For the listing below, print exactly the lines from the line with "Physical address of the first page." to the line with "contiguous, pinned pages.", both included, and nothing beyond them.

Working data
- Opening Delimiter -

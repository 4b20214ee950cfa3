//! Hardware collaborators.
//!
//! The transport never touches page tables or the interrupt controller
//! directly. The kernel hands it a [`Platform`] bundling:
//!
//! - a [`PageAllocator`] for physically contiguous, pinned pages
//! - an [`MmioMapper`] turning a physical BAR window into registers
//! - an [`InterruptController`] accepting interrupt-context callbacks
//!
//! [`DmaRegion`] is the one owned view over allocated pages; every ring
//! and pool addresses its memory through bounds-checked offsets into it.

use alloc::sync::Arc;
use core::mem::{align_of, size_of};
use core::ptr::{self, NonNull};

use crate::config::PAGE_SIZE;
use crate::error::{Error, Result};
use crate::pci::PciBus;

/// Physical (bus) address as seen by the device.
pub type PhysAddr = u64;

/// A run of physically contiguous pages.
#[derive(Debug)]
pub struct ContiguousPages {
    /// Kernel virtual address of the first page.
    pub virt: NonNull<u8>,
    /// Physical address of the first page.
    pub phys: PhysAddr,
    /// Number of pages.
    pub count: usize,
}

// SAFETY: the pages are plain memory owned by whoever holds the value.
unsafe impl Send for ContiguousPages {}

/// Memory manager collaborator.
pub trait PageAllocator: Send + Sync {
    /// Allocate `count` physically contiguous, pinned pages.
    fn allocate_contiguous_pages(&self, count: usize, tag: &'static str) -> Option<ContiguousPages>;

    /// Return pages obtained from [`Self::allocate_contiguous_pages`].
    ///
    /// # Safety
    ///
    /// The pages must come from this allocator and must not be accessed
    /// by the CPU or any device afterwards.
    unsafe fn free_contiguous_pages(&self, pages: ContiguousPages);
}

/// A window of device registers.
///
/// Offsets are relative to the start of the window. Implementations
/// perform volatile, correctly sized accesses.
pub trait RegisterWindow: Send + Sync {
    fn read8(&self, offset: usize) -> u8;
    fn read16(&self, offset: usize) -> u16;
    fn read32(&self, offset: usize) -> u32;
    fn write8(&self, offset: usize, value: u8);
    fn write16(&self, offset: usize, value: u16);
    fn write32(&self, offset: usize, value: u32);

    /// 64-bit register as two 32-bit halves, low half first.
    fn read64(&self, offset: usize) -> u64 {
        let low = self.read32(offset) as u64;
        let high = self.read32(offset + 4) as u64;
        low | (high << 32)
    }

    /// 64-bit register as two 32-bit halves, low half first.
    fn write64(&self, offset: usize, value: u64) {
        self.write32(offset, value as u32);
        self.write32(offset + 4, (value >> 32) as u32);
    }
}

/// MMIO mapping collaborator.
pub trait MmioMapper: Send + Sync {
    /// Map `len` bytes of device memory at physical address `phys`.
    fn map(&self, phys: PhysAddr, len: usize) -> Option<Arc<dyn RegisterWindow>>;
}

/// Callback run in interrupt context. Must not block or allocate.
pub type InterruptHandler = Arc<dyn Fn() + Send + Sync>;

/// Interrupt controller collaborator.
pub trait InterruptController: Send + Sync {
    /// Install `handler` for legacy interrupt line `irq`.
    ///
    /// Returns `false` if the line cannot be routed.
    fn register_handler(&self, irq: u8, handler: InterruptHandler) -> bool;
}

/// Everything the transport needs from the rest of the kernel.
pub struct Platform {
    /// PCI configuration access.
    pub pci: PciBus,
    /// Contiguous page allocator.
    pub pages: Arc<dyn PageAllocator>,
    /// BAR mapper.
    pub mmio: Arc<dyn MmioMapper>,
    /// Interrupt controller.
    pub interrupts: Arc<dyn InterruptController>,
}

/// Registers mapped at a kernel virtual address.
pub struct MmioWindow {
    base: usize,
    len: usize,
}

impl MmioWindow {
    /// Wrap an already mapped register block.
    ///
    /// # Safety
    ///
    /// `base..base + len` must be mapped uncached device memory for the
    /// lifetime of the window.
    pub unsafe fn new(base: usize, len: usize) -> Self {
        Self { base, len }
    }

    fn ptr<T>(&self, offset: usize) -> *mut T {
        assert!(offset + size_of::<T>() <= self.len, "MMIO access out of window");
        (self.base + offset) as *mut T
    }
}

impl RegisterWindow for MmioWindow {
    fn read8(&self, offset: usize) -> u8 {
        unsafe { ptr::read_volatile(self.ptr(offset)) }
    }

    fn read16(&self, offset: usize) -> u16 {
        unsafe { ptr::read_volatile(self.ptr(offset)) }
    }

    fn read32(&self, offset: usize) -> u32 {
        unsafe { ptr::read_volatile(self.ptr(offset)) }
    }

    fn write8(&self, offset: usize, value: u8) {
        unsafe { ptr::write_volatile(self.ptr(offset), value) }
    }

    fn write16(&self, offset: usize, value: u16) {
        unsafe { ptr::write_volatile(self.ptr(offset), value) }
    }

    fn write32(&self, offset: usize, value: u32) {
        unsafe { ptr::write_volatile(self.ptr(offset), value) }
    }
}

/// One owned, physically contiguous DMA allocation.
///
/// Accessors take `&self`: the memory is shared with the device, so the
/// CPU side uses volatile accesses and callers provide their own
/// serialization for the bytes they own.
pub struct DmaRegion {
    virt: NonNull<u8>,
    phys: PhysAddr,
    len: usize,
    pages: usize,
    allocator: Arc<dyn PageAllocator>,
}

// SAFETY: the region is plain pinned memory; concurrent access is
// coordinated by the owners of the sub-ranges.
unsafe impl Send for DmaRegion {}
unsafe impl Sync for DmaRegion {}

impl DmaRegion {
    /// Allocate `pages` zeroed pages.
    pub fn allocate(
        allocator: &Arc<dyn PageAllocator>,
        pages: usize,
        tag: &'static str,
    ) -> Result<Self> {
        let chunk = allocator
            .allocate_contiguous_pages(pages, tag)
            .ok_or(Error::OutOfMemory)?;
        debug_assert_eq!(chunk.phys as usize % PAGE_SIZE, 0, "pages must be page aligned");

        let region = DmaRegion {
            virt: chunk.virt,
            phys: chunk.phys,
            len: pages * PAGE_SIZE,
            pages,
            allocator: Arc::clone(allocator),
        };
        region.fill(0, region.len, 0);
        Ok(region)
    }

    /// Physical address of the first byte.
    pub fn phys(&self) -> PhysAddr {
        self.phys
    }

    /// Kernel virtual address of the first byte.
    pub fn virt(&self) -> usize {
        self.virt.as_ptr() as usize
    }

    /// Length in bytes (whole pages).
    pub fn len(&self) -> usize {
        self.len
    }

    pub fn is_empty(&self) -> bool {
        self.len == 0
    }

    /// Physical address of `offset`.
    pub fn phys_at(&self, offset: usize) -> PhysAddr {
        assert!(offset <= self.len, "DMA offset out of region");
        self.phys + offset as u64
    }

    fn checked<T>(&self, offset: usize) -> *mut T {
        assert!(offset + size_of::<T>() <= self.len, "DMA access out of region");
        let addr = self.virt() + offset;
        debug_assert_eq!(addr % align_of::<T>(), 0, "misaligned DMA access");
        addr as *mut T
    }

    /// Volatile read of a `T` at `offset`.
    pub fn read<T: Copy>(&self, offset: usize) -> T {
        unsafe { ptr::read_volatile(self.checked::<T>(offset)) }
    }

    /// Volatile write of a `T` at `offset`.
    pub fn write<T: Copy>(&self, offset: usize, value: T) {
        unsafe { ptr::write_volatile(self.checked::<T>(offset), value) }
    }

    /// Copy bytes out of the region.
    pub fn read_bytes(&self, offset: usize, out: &mut [u8]) {
        assert!(offset + out.len() <= self.len, "DMA access out of region");
        unsafe {
            ptr::copy_nonoverlapping(
                (self.virt() + offset) as *const u8,
                out.as_mut_ptr(),
                out.len(),
            );
        }
    }

    /// Copy bytes into the region.
    pub fn write_bytes(&self, offset: usize, data: &[u8]) {
        assert!(offset + data.len() <= self.len, "DMA access out of region");
        unsafe {
            ptr::copy_nonoverlapping(data.as_ptr(), (self.virt() + offset) as *mut u8, data.len());
        }
    }

    /// Set `len` bytes at `offset` to `byte`.
    pub fn fill(&self, offset: usize, len: usize, byte: u8) {
        assert!(offset + len <= self.len, "DMA access out of region");
        unsafe { ptr::write_bytes((self.virt() + offset) as *mut u8, byte, len) }
    }
}

impl Drop for DmaRegion {
    fn drop(&mut self) {
        let pages = ContiguousPages {
            virt: self.virt,
            phys: self.phys,
            count: self.pages,
        };
        // SAFETY: allocated from this allocator in `allocate`; the region
        // is being dropped so nothing references it any more.
        unsafe { self.allocator.free_contiguous_pages(pages) };
    }
}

- Closing Delimiter -

Problem solution
    /// Physical address of the first page.
    pub phys: PhysAddr,
    /// Number of pages.
    pub count: usize,
}

// SAFETY: the pages are plain memory owned by whoever holds the value.
unsafe impl Send for ContiguousPages {}

/// Memory manager collaborator.
pub trait PageAllocator: Send + Sync {
    /// Allocate `count` physically contiguous, pinned pages.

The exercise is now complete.